◆ **Your task**
Give back all of the records exactly.

◆ **Source records**

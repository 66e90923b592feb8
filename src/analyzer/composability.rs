use tracing::debug;

use crate::model::{Finding, ProtocolInput, RiskCategory};

use super::{placeholder_category, CategoryAnalyzer};

/// Cross-protocol dependency risk, classified from the protocol's name and
/// pool structure. Scored as the mean of `confidence * 10` over findings.
pub struct ComposabilityAnalyzer;

const CATEGORY: &str = "composability";

/// Protocol archetype inferred from the name. Ordered substring rules, not
/// dispatch: the classification is literally text matching.
#[derive(Debug, Clone, Copy, PartialEq, Eq)]
enum Archetype {
    YieldAggregator,
    LiquidStaking,
    Derivative,
    Lending,
    Bridge,
}

const NAME_RULES: &[(&str, Archetype)] = &[
    ("yield", Archetype::YieldAggregator),
    ("aggregat", Archetype::YieldAggregator),
    ("vault", Archetype::YieldAggregator),
    ("stak", Archetype::LiquidStaking),
    ("deriv", Archetype::Derivative),
    ("perp", Archetype::Derivative),
    ("synth", Archetype::Derivative),
    ("option", Archetype::Derivative),
    ("lend", Archetype::Lending),
    ("borrow", Archetype::Lending),
    ("loan", Archetype::Lending),
    ("bridge", Archetype::Bridge),
    ("cross-chain", Archetype::Bridge),
];

const WRAPPED_SYMBOLS: &[&str] = &["wbtc", "weth", "wsteth", "wavax", "wmatic", "wbnb", "wsol"];

impl CategoryAnalyzer for ComposabilityAnalyzer {
    fn name(&self) -> &'static str {
        CATEGORY
    }

    fn analyze(&self, input: &ProtocolInput) -> RiskCategory {
        let mut findings = Vec::new();
        let archetypes = classify(&input.name);

        for archetype in &archetypes {
            findings.push(archetype_finding(*archetype));
        }

        if input.tvl.is_some_and(|tvl| tvl > 10_000_000.0) {
            findings.push(
                Finding::new(
                    "Oracle Dependency Surface",
                    "TVL above $10M makes this protocol a meaningful oracle consumer; a bad \
                     upstream price propagates into every integration built on top of it.",
                    0.6,
                )
                .with_mitigation("Document oracle sources and add circuit breakers"),
            );
        }

        if let Some(f) = fragmentation_finding(input) {
            findings.push(f);
        }

        if archetypes.contains(&Archetype::Lending) && input.tvl.is_some_and(|tvl| tvl > 50_000_000.0)
        {
            findings.push(
                Finding::new(
                    "Rehypothecation Risk",
                    "Large lending protocols see their deposit receipts reused as collateral \
                     elsewhere; one bad debt event can unwind several layers of leverage.",
                    0.7,
                )
                .with_attack_vector("Collateral chain unwinds across integrated protocols")
                .with_mitigation("Track receipt-token reuse and cap loop leverage"),
            );
        }

        if !input.pools().is_empty() {
            findings.push(
                Finding::new(
                    "Re-entrancy Economics",
                    "Pool interactions composed within one transaction let integrators \
                     observe and act on intermediate states the protocol never intended \
                     to expose.",
                    0.55,
                )
                .with_mitigation("Enforce checks-effects-interactions and read-only re-entrancy guards"),
            );
        }

        if has_wrapped_asset(input) {
            findings.push(
                Finding::new(
                    "Wrapped Asset Depeg Dependency",
                    "Pools reference wrapped assets whose peg depends on an external bridge \
                     or custodian; a depeg reprices every dependent position at once.",
                    0.6,
                )
                .with_mitigation("Monitor peg deviation and haircut wrapped collateral"),
            );
        }

        if findings.is_empty() {
            return placeholder_category(
                CATEGORY,
                0.0,
                "No composability heuristics matched this protocol's name or structure.",
            );
        }

        let score = findings.iter().map(|f| f.confidence * 10.0).sum::<f64>()
            / findings.len() as f64;
        debug!(category = CATEGORY, score, findings = findings.len(), "scored");
        RiskCategory::new(CATEGORY, score, findings)
    }
}

fn classify(name: &str) -> Vec<Archetype> {
    let lower = name.to_lowercase();
    let mut matched = Vec::new();
    for (needle, archetype) in NAME_RULES {
        if lower.contains(needle) && !matched.contains(archetype) {
            matched.push(*archetype);
        }
    }
    matched
}

fn archetype_finding(archetype: Archetype) -> Finding {
    match archetype {
        Archetype::YieldAggregator => Finding::new(
            "Yield Aggregator Stacking Risk",
            "Yield aggregators inherit the full failure surface of every strategy venue \
             they deposit into.",
            0.7,
        )
        .with_mitigation("Limit per-strategy allocation and audit underlying venues"),
        Archetype::LiquidStaking => Finding::new(
            "Liquid Staking Derivative Risk",
            "Staking receipts trade on secondary markets; validator slashing or exit queues \
             can break their peg to the underlying stake.",
            0.65,
        )
        .with_mitigation("Monitor receipt/underlying spread and validator health"),
        Archetype::Derivative => Finding::new(
            "Derivative Settlement Dependency",
            "Derivative positions settle against external reference prices and margin \
             systems, compounding dependency risk.",
            0.7,
        )
        .with_mitigation("Stress-test settlement under oracle failure scenarios"),
        Archetype::Lending => Finding::new(
            "Lending Market Integration Risk",
            "Lending markets transmit collateral shocks between otherwise unrelated assets \
             through shared liquidation machinery.",
            0.65,
        )
        .with_mitigation("Isolate risky collateral into separate markets"),
        Archetype::Bridge => Finding::new(
            "Bridge Dependency - Maximum Composability Risk",
            "Bridged protocols import the full security assumptions of the bridge; bridge \
             compromise is historically the largest single loss category in DeFi.",
            0.85,
        )
        .with_attack_vector("Bridge validator-set or contract compromise mints unbacked assets")
        .with_mitigation("Limit bridged exposure and prefer canonical messaging layers"),
    }
}

fn fragmentation_finding(input: &ProtocolInput) -> Option<Finding> {
    let pools = input.pools();
    if pools.len() <= 3 {
        return None;
    }
    let mean = input.total_pool_liquidity() / pools.len() as f64;
    let below = pools.iter().filter(|p| p.liquidity < mean / 2.0).count();
    if (below as f64) / (pools.len() as f64) > 0.5 {
        Some(
            Finding::new(
                "Fragmented Liquidity",
                format!(
                    "{} of {} pools hold less than half the mean liquidity. Depth is spread \
                     across venues too thin to be individually useful.",
                    below,
                    pools.len()
                ),
                0.6,
            )
            .with_mitigation("Consolidate incentives onto fewer, deeper pools"),
        )
    } else {
        None
    }
}

fn has_wrapped_asset(input: &ProtocolInput) -> bool {
    input.pools().iter().any(|p| {
        let t0 = p.token0.to_lowercase();
        let t1 = p.token1.to_lowercase();
        WRAPPED_SYMBOLS
            .iter()
            .any(|w| t0.contains(w) || t1.contains(w))
    })
}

◆ **Final answer**
repository 66e90923b592feb8
filename src/analyzer/composability.rs
use tracing::debug;

use crate::model::{Finding, ProtocolInput, RiskCategory};

use super::{placeholder_category, CategoryAnalyzer};

/// Cross-protocol dependency risk, classified from the protocol's name and
/// pool structure. Scored as the mean of `confidence * 10` over findings.
pub struct ComposabilityAnalyzer;

const CATEGORY: &str = "composability";

/// Protocol archetype inferred from the name. Ordered substring rules, not
/// dispatch: the classification is literally text matching.
#[derive(Debug, Clone, Copy, PartialEq, Eq)]
enum Archetype {
    YieldAggregator,
    LiquidStaking,
    Derivative,
    Lending,
    Bridge,
}

const NAME_RULES: &[(&str, Archetype)] = &[
    ("yield", Archetype::YieldAggregator),
    ("aggregat", Archetype::YieldAggregator),
    ("vault", Archetype::YieldAggregator),
    ("stak", Archetype::LiquidStaking),
    ("deriv", Archetype::Derivative),
    ("perp", Archetype::Derivative),
    ("synth", Archetype::Derivative),
    ("option", Archetype::Derivative),
    ("lend", Archetype::Lending),
    ("borrow", Archetype::Lending),
    ("loan", Archetype::Lending),
    ("bridge", Archetype::Bridge),
    ("cross-chain", Archetype::Bridge),
];

const WRAPPED_SYMBOLS: &[&str] = &["wbtc", "weth", "wsteth", "wavax", "wmatic", "wbnb", "wsol"];

impl CategoryAnalyzer for ComposabilityAnalyzer {
    fn name(&self) -> &'static str {
        CATEGORY
    }

    fn analyze(&self, input: &ProtocolInput) -> RiskCategory {
        let mut findings = Vec::new();
        let archetypes = classify(&input.name);

        for archetype in &archetypes {
            findings.push(archetype_finding(*archetype));
        }

        if input.tvl.is_some_and(|tvl| tvl > 10_000_000.0) {
            findings.push(
                Finding::new(
                    "Oracle Dependency Surface",
                    "TVL above $10M makes this protocol a meaningful oracle consumer; a bad \
                     upstream price propagates into every integration built on top of it.",
                    0.6,
                )
                .with_mitigation("Document oracle sources and add circuit breakers"),
            );
        }

        if let Some(f) = fragmentation_finding(input) {
            findings.push(f);
        }

        if archetypes.contains(&Archetype::Lending) && input.tvl.is_some_and(|tvl| tvl > 50_000_000.0)
        {
            findings.push(
                Finding::new(
                    "Rehypothecation Risk",
                    "Large lending protocols see their deposit receipts reused as collateral \
                     elsewhere; one bad debt event can unwind several layers of leverage.",
                    0.7,
                )
                .with_attack_vector("Collateral chain unwinds across integrated protocols")
                .with_mitigation("Track receipt-token reuse and cap loop leverage"),
            );
        }

        if !input.pools().is_empty() {
            findings.push(
                Finding::new(
                    "Re-entrancy Economics",
                    "Pool interactions composed within one transaction let integrators \
                     observe and act on intermediate states the protocol never intended \
                     to expose.",
                    0.55,
                )
                .with_mitigation("Enforce checks-effects-interactions and read-only re-entrancy guards"),
            );
        }

        if has_wrapped_asset(input) {
            findings.push(
                Finding::new(
                    "Wrapped Asset Depeg Dependency",
                    "Pools reference wrapped assets whose peg depends on an external bridge \
                     or custodian; a depeg reprices every dependent position at once.",
                    0.6,
                )
                .with_mitigation("Monitor peg deviation and haircut wrapped collateral"),
            );
        }

        if findings.is_empty() {
            return placeholder_category(
                CATEGORY,
                0.0,
                "No composability heuristics matched this protocol's name or structure.",
            );
        }

        let score = findings.iter().map(|f| f.confidence * 10.0).sum::<f64>()
            / findings.len() as f64;
        debug!(category = CATEGORY, score, findings = findings.len(), "scored");
        RiskCategory::new(CATEGORY, score, findings)
    }
}

fn classify(name: &str) -> Vec<Archetype> {
    let lower = name.to_lowercase();
    let mut matched = Vec::new();
    for (needle, archetype) in NAME_RULES {
        if lower.contains(needle) && !matched.contains(archetype) {
            matched.push(*archetype);
        }
    }
    matched
}

fn archetype_finding(archetype: Archetype) -> Finding {
    match archetype {
        Archetype::YieldAggregator => Finding::new(
            "Yield Aggregator Stacking Risk",
            "Yield aggregators inherit the full failure surface of every strategy venue \
             they deposit into.",
            0.7,
        )
        .with_mitigation("Limit per-strategy allocation and audit underlying venues"),
        Archetype::LiquidStaking => Finding::new(
            "Liquid Staking Derivative Risk",
            "Staking receipts trade on secondary markets; validator slashing or exit queues \
             can break their peg to the underlying stake.",
            0.65,
        )
        .with_mitigation("Monitor receipt/underlying spread and validator health"),
        Archetype::Derivative => Finding::new(
            "Derivative Settlement Dependency",
            "Derivative positions settle against external reference prices and margin \
             systems, compounding dependency risk.",
            0.7,
        )
        .with_mitigation("Stress-test settlement under oracle failure scenarios"),
        Archetype::Lending => Finding::new(
            "Lending Market Integration Risk",
            "Lending markets transmit collateral shocks between otherwise unrelated assets \
             through shared liquidation machinery.",
            0.65,
        )
        .with_mitigation("Isolate risky collateral into separate markets"),
        Archetype::Bridge => Finding::new(
            "Bridge Dependency - Maximum Composability Risk",
            "Bridged protocols import the full security assumptions of the bridge; bridge \
             compromise is historically the largest single loss category in DeFi.",
            0.85,
        )
        .with_attack_vector("Bridge validator-set or contract compromise mints unbacked assets")
        .with_mitigation("Limit bridged exposure and prefer canonical messaging layers"),
    }
}

fn fragmentation_finding(input: &ProtocolInput) -> Option<Finding> {
    let pools = input.pools();
    if pools.len() <= 3 {
        return None;
    }
    let mean = input.total_pool_liquidity() / pools.len() as f64;
    let below = pools.iter().filter(|p| p.liquidity < mean / 2.0).count();
    if (below as f64) / (pools.len() as f64) > 0.5 {
        Some(
            Finding::new(
                "Fragmented Liquidity",
                format!(
                    "{} of {} pools hold less than half the mean liquidity. Depth is spread \
                     across venues too thin to be individually useful.",
                    below,
                    pools.len()
                ),
                0.6,
            )
            .with_mitigation("Consolidate incentives onto fewer, deeper pools"),
        )
    } else {
        None
    }
}

fn has_wrapped_asset(input: &ProtocolInput) -> bool {
    input.pools().iter().any(|p| {
        let t0 = p.token0.to_lowercase();
        let t1 = p.token1.to_lowercase();
        WRAPPED_SYMBOLS
            .iter()
            .any(|w| t0.contains(w) || t1.contains(w))
    })
}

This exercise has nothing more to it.